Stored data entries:
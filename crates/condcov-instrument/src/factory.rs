//! Constructors for synthesized syntax fragments.
//!
//! Every fabricated token is tagged with the source position of the
//! construct it logically replaces, so the coverage table and any later
//! diagnostics keep pointing at the pre-rewrite code. Leading trivia is
//! chosen explicitly by the caller; nothing here inherits trivia by
//! accident.

use condcov_syntax::nodes::expr::{
    BinaryExpr, CallExpr, Expr, Ident, ParenExpr, TypeAssertExpr, TypeAssertTarget,
};
use condcov_syntax::nodes::stmt::{AssignStmt, Block, BlockStmt, CaseClause, Stmt, SwitchStmt};
use condcov_syntax::nodes::traits::NodeIdGenerator;
use condcov_syntax::tokenizer::{Pos, TokKind, Token};

/// The name of the unexported cover hook in the generated runtime.
pub const COVER_FUNC: &str = "condcovCover";

/// A plain synthesized identifier expression.
pub fn ident(name: &str, pos: Pos, ids: &mut NodeIdGenerator) -> Expr {
    Expr::Ident(Ident {
        tok: Token::synth(TokKind::Ident, name, pos),
        node_id: ids.next_id(),
    })
}

/// An identifier token with explicit leading trivia, for statement heads.
pub fn ident_tok(name: &str, leading: &str, pos: Pos) -> Token {
    Token::synth(TokKind::Ident, name, pos).with_leading(leading)
}

fn int_lit(value: usize, pos: Pos, ids: &mut NodeIdGenerator) -> Expr {
    Expr::Lit(condcov_syntax::nodes::expr::BasicLit {
        tok: Token::synth(TokKind::Int, value.to_string(), pos),
        node_id: ids.next_id(),
    })
}

/// Whether `expr`, used as an operand of a synthesized `==`, needs
/// parentheses to keep its meaning.
fn needs_paren(expr: &Expr) -> bool {
    match expr {
        Expr::Binary(b) => matches!(
            b.op.kind,
            TokKind::OrOr
                | TokKind::AndAnd
                | TokKind::EqEq
                | TokKind::NotEq
                | TokKind::Lt
                | TokKind::Le
                | TokKind::Gt
                | TokKind::Ge
        ),
        _ => false,
    }
}

fn parenthesize(mut expr: Expr, ids: &mut NodeIdGenerator) -> Expr {
    let pos = expr.pos();
    expr.first_token_mut().leading = String::new();
    Expr::Paren(Box::new(ParenExpr {
        lparen: Token::synth(TokKind::LParen, "(", pos),
        inner: expr,
        rparen: Token::synth(TokKind::RParen, ")", pos),
        node_id: ids.next_id(),
    }))
}

/// `cover(idx, expr)`, taking over the wrapped expression's leading trivia
/// so the call sits exactly where the expression used to.
pub fn cover_call(idx: usize, mut expr: Expr, ids: &mut NodeIdGenerator) -> Expr {
    let pos = expr.pos();
    let leading = std::mem::take(&mut expr.first_token_mut().leading);
    let fun = Expr::Ident(Ident {
        tok: Token::synth(TokKind::Ident, COVER_FUNC, pos).with_leading(leading),
        node_id: ids.next_id(),
    });
    let mut arg = expr;
    arg.first_token_mut().leading = " ".to_string();
    Expr::Call(Box::new(CallExpr {
        fun,
        lparen: Token::synth(TokKind::LParen, "(", pos),
        args: vec![int_lit(idx, pos, ids), arg],
        commas: vec![Token::synth(TokKind::Comma, ",", pos)],
        ellipsis: None,
        rparen: Token::synth(TokKind::RParen, ")", pos),
        node_id: ids.next_id(),
    }))
}

/// `temp == rhs`, with the original expression moved into the right-hand
/// side and parenthesized when its top-level form binds no tighter than
/// the equality.
pub fn eq_with_temp(temp: &str, mut rhs: Expr, ids: &mut NodeIdGenerator) -> Expr {
    let pos = rhs.pos();
    let leading = std::mem::take(&mut rhs.first_token_mut().leading);
    if needs_paren(&rhs) {
        rhs = parenthesize(rhs, ids);
    }
    rhs.first_token_mut().leading = " ".to_string();
    Expr::Binary(Box::new(BinaryExpr {
        lhs: Expr::Ident(Ident {
            tok: Token::synth(TokKind::Ident, temp, pos).with_leading(leading),
            node_id: ids.next_id(),
        }),
        op: Token::synth(TokKind::EqEq, "==", pos).with_leading(" "),
        rhs,
        node_id: ids.next_id(),
    }))
}

/// `temp == nil` with explicit leading trivia on the first token.
pub fn eq_nil(temp: &str, leading: &str, pos: Pos, ids: &mut NodeIdGenerator) -> Expr {
    Expr::Binary(Box::new(BinaryExpr {
        lhs: Expr::Ident(Ident {
            tok: ident_tok(temp, leading, pos),
            node_id: ids.next_id(),
        }),
        op: Token::synth(TokKind::EqEq, "==", pos).with_leading(" "),
        rhs: ident("nil", pos, ids).with_space(),
        node_id: ids.next_id(),
    }))
}

trait WithSpace {
    fn with_space(self) -> Self;
}

impl WithSpace for Expr {
    fn with_space(mut self) -> Self {
        self.first_token_mut().leading = " ".to_string();
        self
    }
}

/// `temp.(ty)` where `ty` is moved out of the original case clause.
pub fn type_assert(temp: &str, mut ty: Expr, pos: Pos, ids: &mut NodeIdGenerator) -> Expr {
    ty.first_token_mut().leading = String::new();
    Expr::TypeAssert(Box::new(TypeAssertExpr {
        x: ident(temp, pos, ids),
        dot: Token::synth(TokKind::Dot, ".", pos),
        lparen: Token::synth(TokKind::LParen, "(", pos),
        target: TypeAssertTarget::Type(ty),
        rparen: Token::synth(TokKind::RParen, ")", pos),
        node_id: ids.next_id(),
    }))
}

/// `name := rhs` on its own line with the given leading trivia.
pub fn define(
    name: &str,
    leading: &str,
    mut rhs: Expr,
    pos: Pos,
    ids: &mut NodeIdGenerator,
) -> Stmt {
    rhs.first_token_mut().leading = " ".to_string();
    Stmt::Assign(Box::new(AssignStmt {
        lhs: vec![Expr::Ident(Ident {
            tok: ident_tok(name, leading, pos),
            node_id: ids.next_id(),
        })],
        lhs_commas: Vec::new(),
        op: Token::synth(TokKind::Define, ":=", pos).with_leading(" "),
        rhs: vec![rhs],
        rhs_commas: Vec::new(),
        semi: None,
        node_id: ids.next_id(),
    }))
}

/// `_, name := rhs` — the two-value form used for type tests.
pub fn define_second(
    name: &str,
    leading: &str,
    rhs: Expr,
    pos: Pos,
    ids: &mut NodeIdGenerator,
) -> Stmt {
    Stmt::Assign(Box::new(AssignStmt {
        lhs: vec![
            Expr::Ident(Ident {
                tok: ident_tok("_", leading, pos),
                node_id: ids.next_id(),
            }),
            Expr::Ident(Ident {
                tok: ident_tok(name, " ", pos),
                node_id: ids.next_id(),
            }),
        ],
        lhs_commas: vec![Token::synth(TokKind::Comma, ",", pos)],
        op: Token::synth(TokKind::Define, ":=", pos).with_leading(" "),
        rhs: vec![rhs.with_space()],
        rhs_commas: Vec::new(),
        semi: None,
        node_id: ids.next_id(),
    }))
}

/// `_ = name` — a throwaway use that keeps a binding from being flagged
/// as unused.
pub fn discard(name: &str, leading: &str, pos: Pos, ids: &mut NodeIdGenerator) -> Stmt {
    Stmt::Assign(Box::new(AssignStmt {
        lhs: vec![Expr::Ident(Ident {
            tok: ident_tok("_", leading, pos),
            node_id: ids.next_id(),
        })],
        lhs_commas: Vec::new(),
        op: Token::synth(TokKind::Assign, "=", pos).with_leading(" "),
        rhs: vec![ident(name, pos, ids).with_space()],
        rhs_commas: Vec::new(),
        semi: None,
        node_id: ids.next_id(),
    }))
}

/// A tagless `switch { ... }` reusing the original clauses.
pub fn tagless_switch(
    leading: &str,
    indent: &str,
    clauses: Vec<CaseClause>,
    pos: Pos,
    ids: &mut NodeIdGenerator,
) -> Stmt {
    Stmt::Switch(Box::new(SwitchStmt {
        switch_tok: Token::synth(TokKind::Switch, "switch", pos).with_leading(leading),
        init: None,
        init_semi: None,
        tag: None,
        lbrace: Token::synth(TokKind::LBrace, "{", pos).with_leading(" "),
        clauses,
        rbrace: Token::synth(TokKind::RBrace, "}", pos)
            .with_leading(format!("\n{indent}")),
        semi: None,
        node_id: ids.next_id(),
    }))
}

/// A block statement that wraps fabricated statements, taking over the
/// replaced statement's leading trivia for its opening brace.
pub fn block(
    leading: String,
    indent: &str,
    stmts: Vec<Stmt>,
    pos: Pos,
    ids: &mut NodeIdGenerator,
) -> Stmt {
    Stmt::Block(Box::new(BlockStmt {
        block: Block {
            lbrace: Token::synth(TokKind::LBrace, "{", pos).with_leading(leading),
            stmts,
            rbrace: Token::synth(TokKind::RBrace, "}", pos)
                .with_leading(format!("\n{indent}")),
        },
        semi: None,
        node_id: ids.next_id(),
    }))
}

/// The whitespace after the last newline of `leading`: the indentation of
/// the token that carries it.
pub fn indent_of(leading: &str) -> String {
    match leading.rfind('\n') {
        Some(i) => leading[i + 1..].to_string(),
        None => String::new(),
    }
}

#[cfg(test)]
mod tests {
    use super::*;
    use condcov_syntax::{parse_expression, to_source};

    fn gen() -> NodeIdGenerator {
        let mut ids = NodeIdGenerator::new();
        // Skip past ids a real parse would have used.
        for _ in 0..1000 {
            ids.next_id();
        }
        ids
    }

    #[test]
    fn cover_call_keeps_leading_trivia() {
        let mut ids = gen();
        let mut expr = parse_expression("i > 0").expect("parse");
        expr.first_token_mut().leading = " ".to_string();
        let wrapped = cover_call(3, expr, &mut ids);
        assert_eq!(to_source(&wrapped), " condcovCover(3, i > 0)");
    }

    #[test]
    fn eq_parenthesizes_loose_rhs() {
        let mut ids = gen();
        let expr = parse_expression("a && b").expect("parse");
        let eq = eq_with_temp("condcov_t_0", expr, &mut ids);
        assert_eq!(to_source(&eq), "condcov_t_0 == (a && b)");

        let tight = parse_expression("call(i)").expect("parse");
        let eq = eq_with_temp("condcov_t_0", tight, &mut ids);
        assert_eq!(to_source(&eq), "condcov_t_0 == call(i)");
    }

    #[test]
    fn define_and_discard_render() {
        let mut ids = gen();
        let pos = Pos::new(1, 1);
        let rhs = parse_expression("x").expect("parse");
        let stmt = define("condcov_t_0", "\n\t", rhs, pos, &mut ids);
        assert_eq!(to_source(&stmt), "\n\tcondcov_t_0 := x");

        let throwaway = discard("condcov_t_0", "\n\t", pos, &mut ids);
        assert_eq!(to_source(&throwaway), "\n\t_ = condcov_t_0");
    }

    #[test]
    fn two_value_type_test_renders() {
        let mut ids = gen();
        let pos = Pos::new(4, 2);
        let ty = parse_expression("MyType").expect("parse");
        let assert_expr = type_assert("condcov_t_0", ty, pos, &mut ids);
        let stmt = define_second("condcov_t_1", "\n\t", assert_expr, pos, &mut ids);
        assert_eq!(to_source(&stmt), "\n\t_, condcov_t_1 := condcov_t_0.(MyType)");
    }

    #[test]
    fn indent_of_trailing_line() {
        assert_eq!(indent_of("\n\t\t"), "\t\t");
        assert_eq!(indent_of(" "), "");
        assert_eq!(indent_of("// c\n    "), "    ");
    }
}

◆ Task brief ◆
Please count how many lines of the records include "SwitchStmt", giving the number and nothing else.

◆ Task response ◆
2